▶ **WHAT YOU NEED TO DO**: Each line of the listing where "matches" appears should be reported.

▶ **EXTRACTED DATA**:
*****

use dacgen_schema::load_dacpac;

use crate::{
    Result,
    pipeline::{CompilationContext, Phase},
};

/// Phase that reads the model document out of the schema package.
pub struct LoadPhase;

impl Phase for LoadPhase {
    fn name(&self) -> &'static str {
        "load"
    }

    fn description(&self) -> &'static str {
        "loading the schema package"
    }

    fn run(&self, ctx: &mut CompilationContext) -> Result<()> {
        let tree = load_dacpac(&ctx.dacpac)?;
        tracing::info!(path = %ctx.dacpac.display(), "loaded schema package");
        ctx.schema = Some(tree);
        Ok(())
    }
}
//! State carried through the phases of a run.

use std::path::PathBuf;

use dacgen_core::FileSet;
use dacgen_ir::DataModel;
use dacgen_manifest::ExtractorConfig;
use dacgen_schema::SchemaTree;

use super::diagnostic::{Diagnostic, Severity};
use crate::{Error, Result};

/// Context passed through all pipeline phases.
///
/// Each phase fills in its part: the schema tree after loading, the model
/// during resolution, the rendered files during rendering.
#[derive(Debug)]
pub struct CompilationContext {
    pub config: ExtractorConfig,
    /// Location of the schema package being read
    pub dacpac: PathBuf,
    /// The parsed model document (populated by the load phase)
    pub schema: Option<SchemaTree>,
    pub model: DataModel,
    /// Rendered files, written only once every render succeeded
    pub files: FileSet,
    pub diagnostics: Vec<Diagnostic>,
}

impl CompilationContext {
    pub fn new(config: ExtractorConfig, dacpac: impl Into<PathBuf>) -> Self {
        Self {
            config,
            dacpac: dacpac.into(),
            schema: None,
            model: DataModel::default(),
            files: FileSet::new(),
            diagnostics: Vec::new(),
        }
    }

    /// The loaded schema tree.
    ///
    /// # Errors
    ///
    /// Fails when the load phase has not run.
    pub fn schema(&self) -> Result<&SchemaTree> {
        self.schema.as_ref().ok_or_else(schema_not_loaded)
    }

    pub fn has_errors(&self) -> bool {
        self.diagnostics.iter().any(|d| d.severity.is_error())
    }

    pub fn has_warnings(&self) -> bool {
        self.diagnostics.iter().any(|d| d.severity.is_warning())
    }

    pub fn error_count(&self) -> usize {
        self.diagnostics
            .iter()
            .filter(|d| d.severity.is_error())
            .count()
    }

    pub fn warning_count(&self) -> usize {
        self.diagnostics
            .iter()
            .filter(|d| d.severity.is_warning())
            .count()
    }

    pub fn add_error(&mut self, phase: &str, message: impl Into<String>) {
        self.diagnostics.push(Diagnostic::error(phase, message));
    }

    pub fn add_warning(&mut self, phase: &str, message: impl Into<String>) {
        self.diagnostics.push(Diagnostic::warning(phase, message));
    }

    pub fn add_info(&mut self, phase: &str, message: impl Into<String>) {
        self.diagnostics.push(Diagnostic::info(phase, message));
    }

    pub fn add_diagnostic(&mut self, diagnostic: Diagnostic) {
        self.diagnostics.push(diagnostic);
    }

    pub fn warnings(&self) -> impl Iterator<Item = &Diagnostic> {
        self.diagnostics
            .iter()
            .filter(|d| matches!(d.severity, Severity::Warning))
    }
}

pub(crate) fn schema_not_loaded() -> Error {
    Error::Pipeline("schema package has not been loaded".into())
}

#[cfg(test)]
mod tests {
    use super::*;

    #[test]
    fn test_context_creation() {
        let ctx = CompilationContext::new(ExtractorConfig::default(), "Db.dacpac");

        assert!(ctx.schema.is_none());
        assert!(ctx.model.entities.is_empty());
        assert!(ctx.files.is_empty());
        assert!(matches!(ctx.schema(), Err(Error::Pipeline(_))));
    }

    #[test]
    fn test_context_diagnostics() {
        let mut ctx = CompilationContext::new(ExtractorConfig::default(), "Db.dacpac");

        ctx.add_warning("methods", "just a warning");
        ctx.add_info("load", "just info");
        assert!(!ctx.has_errors());
        assert!(ctx.has_warnings());

        ctx.add_error("render", "broken");
        assert!(ctx.has_errors());
        assert_eq!(ctx.error_count(), 1);
        assert_eq!(ctx.warning_count(), 1);
        assert_eq!(ctx.warnings().count(), 1);
    }
}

*****

▶ **RESULT BELOW**:
            .filter(|d| matches!(d.severity, Severity::Warning))
        assert!(matches!(ctx.schema(), Err(Error::Pipeline(_))));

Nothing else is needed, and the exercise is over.